A very detailed performance analyzer.
Increasing file write performance
Credit for this goes to http://moo.nac.uci.edu/~hjm/bduc/BDUC_USER_HOWTO.html#writeperfongl
Use gzip
If you have written your own code or are using an app that writes zillions of tiny chunks of data to STDOUT, and you are storing the results on Beocat, you should consider passing the output thru gzip to consolidate the writes into a continuous stream. If you don’t do this, each write will be considered a separate IO event and the write performance will suffer.
If, however, the STDOUT is passed thru gzip, the wallclock runtime decreases even below the usual runtime and you end up with an output file that it already compressed to about 1/5 the usual size.
The here’s how to do it:
someapp --opt1 --opt2 --input=/path/to/input_file | gzip > /path/to/output_file
Use named pipes
Named pipes are special files that don't actually write to the filesystem, and can be used to communicate between processess. Since these pipes are in memory rather than directly to disk, they can be used to buffer writes:
# Create the named pipe
mkfifo /path/to/MyNamedPipe
# Write some data to it
MyProgram --infile=/path/to/InputData1 --outfile=/path/to/MyNamedPipe &
MyOtherProgram < /path/to/InputData2 > /path/to/MyNamedPipe
# Extract the output
cat < /path/to/MyNamedPipe > $HOME/MyOutput
## OR, we could compress the output
gzip < /path/to/MyNamedPipe > $HOME/MyOutput.gz
# Delete the named pipe like you would a file
rm /path/to/MyNamedPipe
One cautionary word.
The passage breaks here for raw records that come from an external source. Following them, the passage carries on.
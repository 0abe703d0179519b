//! Model Context Protocol 的 JSON-RPC 处理：initialize、tools/list、tools/call

use schemars::JsonSchema;
use serde::{Deserialize, Serialize};
use serde_json::{Value, json};

use crate::resolver::outlet::render_report;
use crate::resolver::{PipelineEvent, ResolveRequest, Resolver};
use crate::types::{ErrorReport, FixReport};

pub const PROTOCOL_VERSION: &str = "2025-03-26";
pub const SOLVE_TOOL: &str = "solve_dependency_issue";

pub const PARSE_ERROR: i32 = -32700;
pub const INVALID_REQUEST: i32 = -32600;
pub const METHOD_NOT_FOUND: i32 = -32601;
pub const INVALID_PARAMS: i32 = -32602;

#[derive(Debug, Clone, Serialize, Deserialize)]
pub struct JsonRpcRequest {
    #[serde(default)]
    pub jsonrpc: String,
    /// 通知没有id
    #[serde(default)]
    pub id: Option<Value>,
    pub method: String,
    #[serde(default)]
    pub params: Value,
}

#[derive(Debug, Clone, PartialEq, Serialize, Deserialize)]
pub struct JsonRpcError {
    pub code: i32,
    pub message: String,
}

#[derive(Debug, Clone, PartialEq, Serialize, Deserialize)]
pub struct JsonRpcResponse {
    pub jsonrpc: String,
    pub id: Option<Value>,
    #[serde(skip_serializing_if = "Option::is_none")]
    pub result: Option<Value>,
    #[serde(skip_serializing_if = "Option::is_none")]
    pub error: Option<JsonRpcError>,
}

impl JsonRpcResponse {
    pub fn success(id: Option<Value>, result: Value) -> Self {
        Self {
            jsonrpc: "2.0".to_string(),
            id,
            result: Some(result),
            error: None,
        }
    }

    pub fn failure(id: Option<Value>, code: i32, message: impl Into<String>) -> Self {
        Self {
            jsonrpc: "2.0".to_string(),
            id,
            result: None,
            error: Some(JsonRpcError {
                code,
                message: message.into(),
            }),
        }
    }
}

/// `solve_dependency_issue` 的参数
#[derive(Debug, Clone, Deserialize, JsonSchema)]
pub struct SolveArgs {
    /// The error log or a description of the dependency problem
    pub error_text: String,
    /// Current requirements.txt content, if available
    #[serde(default)]
    pub requirements: Option<String>,
    /// Resume an existing session
    #[serde(default)]
    pub session_id: Option<String>,
}

impl SolveArgs {
    pub fn into_request(self) -> ResolveRequest {
        ResolveRequest::new(ErrorReport::new(self.error_text, self.requirements))
            .with_session_id(self.session_id)
    }
}

pub fn tool_definitions() -> Value {
    let schema = serde_json::to_value(schemars::schema_for!(SolveArgs)).unwrap_or(json!({}));
    json!({
        "tools": [{
            "name": SOLVE_TOOL,
            "description": "Diagnose a Python dependency conflict from an error log, research official docs and community threads, and return a verified requirements.txt.",
            "inputSchema": schema,
        }]
    })
}

fn initialize_result() -> Value {
    json!({
        "protocolVersion": PROTOCOL_VERSION,
        "capabilities": { "tools": {} },
        "serverInfo": {
            "name": env!("CARGO_PKG_NAME"),
            "version": env!("CARGO_PKG_VERSION"),
        }
    })
}

/// 解析 tools/call 的参数，只接受 `solve_dependency_issue`
pub fn parse_tool_call(params: &Value) -> Result<SolveArgs, JsonRpcError> {
    let name = params
        .get("name")
        .and_then(Value::as_str)
        .ok_or_else(|| JsonRpcError {
            code: INVALID_PARAMS,
            message: "Missing tool name".to_string(),
        })?;
    if name != SOLVE_TOOL {
        return Err(JsonRpcError {
            code: INVALID_PARAMS,
            message: format!("Unknown tool: {}", name),
        });
    }
    let arguments = params.get("arguments").cloned().unwrap_or(json!({}));
    let args: SolveArgs = serde_json::from_value(arguments).map_err(|e| JsonRpcError {
        code: INVALID_PARAMS,
        message: format!("Invalid arguments: {}", e),
    })?;
    if args.error_text.trim().is_empty() {
        return Err(JsonRpcError {
            code: INVALID_PARAMS,
            message: "error_text must not be empty".to_string(),
        });
    }
    Ok(args)
}

/// 工具执行结果；执行失败按MCP约定放在 result 中并标记 isError
pub fn tool_result(outcome: &anyhow::Result<FixReport>) -> Value {
    match outcome {
        Ok(report) => json!({
            "content": [{ "type": "text", "text": render_report(report) }],
            "structuredContent": report,
            "isError": false,
        }),
        Err(e) => json!({
            "content": [{ "type": "text", "text": format!("{:#}", e) }],
            "isError": true,
        }),
    }
}

/// 流式调用过程中推送的进度通知
pub fn progress_notification(event: &PipelineEvent) -> Value {
    json!({
        "jsonrpc": "2.0",
        "method": "notifications/message",
        "params": {
            "level": if matches!(event, PipelineEvent::Warning { .. }) { "warning" } else { "info" },
            "logger": env!("CARGO_PKG_NAME"),
            "data": event,
        }
    })
}

/// 处理一条请求，通知返回 None
pub async fn handle_request(resolver: &Resolver, request: JsonRpcRequest) -> Option<JsonRpcResponse> {
    let id = request.id.clone();
    let response = match request.method.as_str() {
        "initialize" => JsonRpcResponse::success(id, initialize_result()),
        "ping" => JsonRpcResponse::success(id, json!({})),
        "tools/list" => JsonRpcResponse::success(id, tool_definitions()),
        "tools/call" => match parse_tool_call(&request.params) {
            Ok(args) => {
                let outcome = resolver.run(args.into_request(), None).await;
                if let Err(e) = &outcome {
                    tracing::error!("❌ MCP工具调用失败: {}", e);
                }
                JsonRpcResponse::success(id, tool_result(&outcome))
            }
            Err(error) => JsonRpcResponse {
                jsonrpc: "2.0".to_string(),
                id,
                result: None,
                error: Some(error),
            },
        },
        method if method.starts_with("notifications/") => return None,
        method => JsonRpcResponse::failure(id, METHOD_NOT_FOUND, format!("Method not found: {}", method)),
    };

    if request.id.is_none() {
        return None;
    }
    Some(response)
}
Unlike normal files, named pipes cannot be used between machines, but can be used among processes running on the same machine. So, if you're running an MPI job that will be running completely on one node, you could setup a named pipe and do all your writes to that pipe, and then flush it at the end, but if you're running a multi-node MPI job and your named pipe is on a shared filesystem (like $HOME), each process will need to flush its named pipe to a regular file before the job quits.
Use one big file instead of many small ones
This may seem to be a non-issue, but it's a performance problem we've seen on Beocat many times. I love the term coined by UCI at the link above. They call making many small files "Zillions Of Tiny files (ZOTfiles)". Using files like this is an inefficient use of our shared resources. A tiny file by itself is no more inefficient than a huge one. If you have only 100bytes to store, store it in single file. However, the problems start compounding when there are many of them. Because of the way data is stored on disk, 10 MB stored in ZOTfiles of 100bytes each can easily take up NOT 10MB, but more than 400MB - 40 times more space. Worse, data stored in this manner makes many operations very slow - instead of looking up 1 directory entry, the OS has to look up 100,000. This means 100,000 times more disk head movement, with a concommittent decrease in performance and disk lifetime. We have had Beocat users with several million files of less than 1kB each. Just creating a directory listing with ls would take nearly 1/2 hour. Not only is that inefficient for you, but it also degrades the performance of everybody using that filesystem and degrades our backups as well.
Please use large files instead of ZOTfiles any chance you can!
As a defense against too much abuse of tiny files, there is a limit of 100,000 entries in any directory in our shared filesystem space.